Die 35-jährige Venera Salihi lebt seit 9 Jahren in ihrer 4½-Zimmer-Wohnung an der Kleinhüningerstrasse im Basler Klybeck-Quartier. Nun muss sie mit ihrer Familie ausziehen. Die Häuser an der Kleinhüningerstrasse 90, 92 und 94 sollen saniert werden. Ende Februar kam es deshalb zur Massenkündigung. 64 Haushalte sind betroffen.
Salihi lebt in ihrer 100-Quadratmeter-Wohnung zusammen mit ihrem Mann, zwei Kindern und der Schwiegermutter. «Mein Sohn weint, wenn wir eine andere Wohnung anschauen. Er wiederholt ständig, dass er seine Freunde doch hier habe», sagt die Fabrikarbeiterin.
Seit der Abstimmung über das neue Mietgesetz im letzten November haben sich in Basel die Streitigkeiten wegen Rendite-Sanierungen gehäuft. 39 Dossiers hat der kantonale Mieterinnen- und Mieterverband derzeit auf dem Tisch. Die meisten sind Sammelklagen – betreffen also Massenkündigungen. «Das sind doppelt so viele wie vor einem Jahr», erklärt Beat Leuthardt, Co-Geschäftsleiter des Mieterverbands Basel. «Es ist naheliegend, dass es mit dem neuen Gesetz zu tun hat. Auch die renditeorientierten Investoren wussten, dass das Gesetz kommen würde. Vorher haben sie noch Sanierungen angemeldet.»

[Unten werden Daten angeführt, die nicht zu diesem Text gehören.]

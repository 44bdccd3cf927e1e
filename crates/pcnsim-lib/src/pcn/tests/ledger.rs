use crate::pcn::{ChannelData, ChannelId, Ledger, LedgerError, MessageState, NodeId};
use crate::tests::gen_rand_hash;

const A: NodeId = NodeId(1);
const B: NodeId = NodeId(2);

fn channel_data(total_value: u128) -> ChannelData {
    ChannelData {
        channel_id: ChannelId(7),
        owner1: A,
        owner2: B,
        total_value,
    }
}

#[test]
fn test_register_balance_is_idempotent() {
    let mut ledger = Ledger::new(100_000);
    ledger.register_balance(A, 100);
    ledger.register_balance(A, 5);
    assert_eq!(ledger.balance_of(A), Some(100));
    assert_eq!(ledger.balance_of(B), None);
}

#[test]
fn test_apply_debit_charges_fee() {
    let mut ledger = Ledger::new(100_000);
    ledger.register_balance(A, 110);
    assert_eq!(ledger.apply_debit(A, 100), Ok(110));
    assert_eq!(ledger.balance_of(A), Some(0));

    assert_eq!(
        ledger.apply_debit(A, 1),
        Err(LedgerError::InsufficientFunds {
            address: A,
            required: 2,
            available: 0
        })
    );
    assert_eq!(ledger.apply_debit(B, 1), Err(LedgerError::UnknownAddress(B)));
}

#[test]
fn test_apply_debit_insufficient_leaves_balance() {
    let mut ledger = Ledger::new(100_000);
    ledger.register_balance(A, 100);
    assert!(matches!(
        ledger.apply_debit(A, 100),
        Err(LedgerError::InsufficientFunds { required: 110, .. })
    ));
    assert_eq!(ledger.balance_of(A), Some(100));
}

#[test]
fn test_settle_close_credits_both_owners() {
    let mut ledger = Ledger::new(100_000);
    let data = channel_data(100);
    let state = MessageState::new(data.channel_id, 70, 3);
    assert_eq!(ledger.settle_close(&state, &data), Ok((63, 27)));
    assert_eq!(ledger.balance_of(A), Some(63));
    assert_eq!(ledger.balance_of(B), Some(27));
}

#[test]
fn test_settle_close_rejects_invalid_state() {
    let mut ledger = Ledger::new(100_000);
    let data = channel_data(100);

    let foreign = MessageState::new(ChannelId(8), 50, 1);
    assert!(matches!(
        ledger.settle_close(&foreign, &data),
        Err(LedgerError::InvalidSettlement(_))
    ));
    let too_large = MessageState::new(data.channel_id, 101, 1);
    assert!(matches!(
        ledger.settle_close(&too_large, &data),
        Err(LedgerError::InvalidSettlement(_))
    ));
    assert_eq!(ledger.balance_of(A), None);
    assert_eq!(ledger.balance_of(B), None);
}

#[test]
fn test_reveal_conflict_is_fatal() {
    let mut ledger = Ledger::new(0);
    let commitment = gen_rand_hash();
    let secret = gen_rand_hash();
    assert_eq!(ledger.reveal(commitment, secret), Ok(()));
    assert_eq!(ledger.reveal(commitment, secret), Ok(()));

    let err = ledger
        .reveal(commitment, gen_rand_hash())
        .expect_err("conflicting secret");
    assert_eq!(err, LedgerError::CommitmentConflict(commitment));
    assert!(err.is_fatal());
    assert_eq!(ledger.revealed_secret(&commitment), Some(secret));
}

#[test]
fn test_advance_and_reset() {
    let mut ledger = Ledger::new(0);
    ledger.register_balance(A, 10);
    assert_eq!(ledger.advance(3), 3);
    assert_eq!(ledger.advance(2), 5);
    ledger.reset();
    assert_eq!(ledger.block_height(), 0);
    assert_eq!(ledger.balance_of(A), None);
}
use crate::pcn::{
    ChannelData, ChannelId, Hash256, HashAlgorithm, HashAuthenticator, MessageState, NodeId,
    SignedMessageState, StateAuthenticator,
};
use std::str::FromStr;

fn channel_data() -> ChannelData {
    ChannelData {
        channel_id: ChannelId(1),
        owner1: NodeId(1),
        owner2: NodeId(2),
        total_value: 100,
    }
}

#[test]
fn test_hash256_from_str() {
    let hex = "0x0101010101010101010101010101010101010101010101010101010101010101";
    let hash = Hash256::from_str(hex).expect("valid hash");
    assert_eq!(hash, Hash256::from([1u8; 32]));
    assert_eq!(format!("{:#x}", hash), hex);
    assert!(Hash256::from_str("0x0102").is_err());
    assert!(Hash256::from_str("not hex").is_err());
}

#[test]
fn test_hash256_serde_as_hex() {
    let hash = Hash256::from([0xab; 32]);
    let json = serde_json::to_string(&hash).expect("hash to json");
    assert_eq!(json, format!("\"{}\"", "ab".repeat(32)));
    let back: Hash256 = serde_json::from_str(&json).expect("hash from json");
    assert_eq!(back, hash);
}

#[test]
fn test_message_state_next() {
    let state = MessageState::new(ChannelId(3), 40, 2);
    let next = state.next(25);
    assert_eq!(next.serial, 3);
    assert_eq!(next.owner1_balance, 25);
    assert_eq!(next.channel_id, ChannelId(3));
}

#[test]
fn test_channel_data_peer_of() {
    let data = channel_data();
    assert_eq!(data.peer_of(NodeId(1)), Some(NodeId(2)));
    assert_eq!(data.peer_of(NodeId(2)), Some(NodeId(1)));
    assert_eq!(data.peer_of(NodeId(3)), None);
    assert!(!data.is_owner(NodeId(3)));
}

#[test]
fn test_signed_state_verifies() {
    let authenticator = HashAuthenticator::default();
    let data = channel_data();
    let signed =
        SignedMessageState::sign(&authenticator, &data, MessageState::new(ChannelId(1), 60, 0));
    assert!(signed.verify(&authenticator, &data));
    assert_ne!(signed.owner1_token, signed.owner2_token);
}

#[test]
fn test_tampered_state_is_rejected() {
    let authenticator = HashAuthenticator::default();
    let data = channel_data();
    let mut signed =
        SignedMessageState::sign(&authenticator, &data, MessageState::new(ChannelId(1), 60, 0));
    signed.state.owner1_balance = 90;
    assert!(!signed.verify(&authenticator, &data));

    let other = ChannelData {
        channel_id: ChannelId(2),
        ..data
    };
    let signed =
        SignedMessageState::sign(&authenticator, &data, MessageState::new(ChannelId(1), 60, 0));
    assert!(!signed.verify(&authenticator, &other));
}

#[test]
fn test_token_bound_to_signer() {
    let authenticator = HashAuthenticator::new(HashAlgorithm::Sha256);
    let state = MessageState::new(ChannelId(1), 60, 0);
    let token = authenticator.sign(NodeId(1), &state);
    assert!(authenticator.verify(&token, &state, NodeId(1)));
    assert!(!authenticator.verify(&token, &state, NodeId(2)));
    assert!(!HashAuthenticator::default().verify(&token, &state, NodeId(1)));
}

Das neue Gesetz soll Mieterinnen und Mieter in Zeiten der Wohnungsnot besser schützen. Neu gilt für Sanierungen eine zusätzliche Bewilligungspflicht. Die Immobilienbesitzerinnen und -besitzer können ein vereinfachtes Bewilligungsverfahren durchlaufen. Dieses sieht vor, dass die Miete für Wohnungen mit ein oder zwei Zimmern nach der Sanierung maximal 80 Franken höher sein darf, für Wohnungen mit drei Zimmern maximal 120 Franken und für Wohnungen mit vier und mehr Zimmern maximal 160 Franken. Ausgenommen sind Wohnungen in Liegenschaften mit drei oder weniger Wohneinheiten.
Der Basler Hauseigentümerverband hat das Gesetz bekämpft. Wenn der Mietzins nur minimal angepasst werden dürfe, würden auch einfache Sanierungen teilweise (beinahe) verunmöglicht.

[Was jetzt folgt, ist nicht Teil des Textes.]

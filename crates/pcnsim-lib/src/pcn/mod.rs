pub mod channel;
pub mod contract;
pub mod graph;
pub mod hash_algorithm;
pub mod ledger;
pub mod network;
pub mod node;
pub mod payment;
pub mod settlement;
pub mod timer;
pub mod types;

mod fee;
mod path;

pub use channel::{Channel, ChannelError, ChannelSide};
pub use contract::{
    Contract, ContractError, ContractKind, ContractOutcome, ContractParams, Payout, SecretKind,
};
pub use fee::{FeePolicy, MILLIONTHS};
pub use graph::{ChannelEdge, NetworkGraph, PathFindError, RouterHop};
pub use hash_algorithm::HashAlgorithm;
pub use ledger::{Ledger, LedgerError};
pub use network::Network;
pub use node::{
    generate_secret_pair, ContractRef, Node, PaymentRole, PaymentStatus, ReceiverPolicy,
    TransactionContext,
};
pub use payment::{PaymentError, PaymentMode, PaymentRequest};
pub use settlement::{CloseStatus, LedgerSettlement, SettlementBackend, SettlementError};
pub use timer::{Timer, TimerEntry, TimerEvent};
pub use types::{
    AuthToken, ChannelData, ChannelId, ContractId, Hash256, HashAuthenticator, MessageState,
    NodeId, SignedMessageState, StateAuthenticator, TransactionId,
};

#[cfg(test)]
mod tests;
pub mod config;
pub use config::SimulationConfig;

#[cfg(test)]
pub mod tests;
#[cfg(test)]
pub use tests::*;

pub mod pcn;
pub use pcn::{Network, PaymentMode, PaymentRequest};

mod errors;
pub use errors::{Error, Result};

«Das Gesetz ist in diesem Punkt so restriktiv, dass die Finanzierung nicht gewährleistet ist. Der Vermieter hat nicht mehr die Sicherheit, dass er seine aufgenommene Hypothek über die neuen Mietzinseinnahmen zahlen kann», erklärt Andreas Zappalà, Geschäftsführer des Hauseigentümerverbands Basel-Stadt.
Für Venera Salihis Familie und die anderen 63 Mietparteien an der Kleinhüningerstrasse kommt das neue Wohnschutzgesetz jedoch sowieso zu spät. Die Eigentümerschaft hat die Sanierung lange vor der Gesetzesänderung beantragt. Doch die Initiative hat Signalwirkung: Auch die Mieterverbände der Kantone Zürich, Bern und Luzern zeigen Interesse am Basler Modell.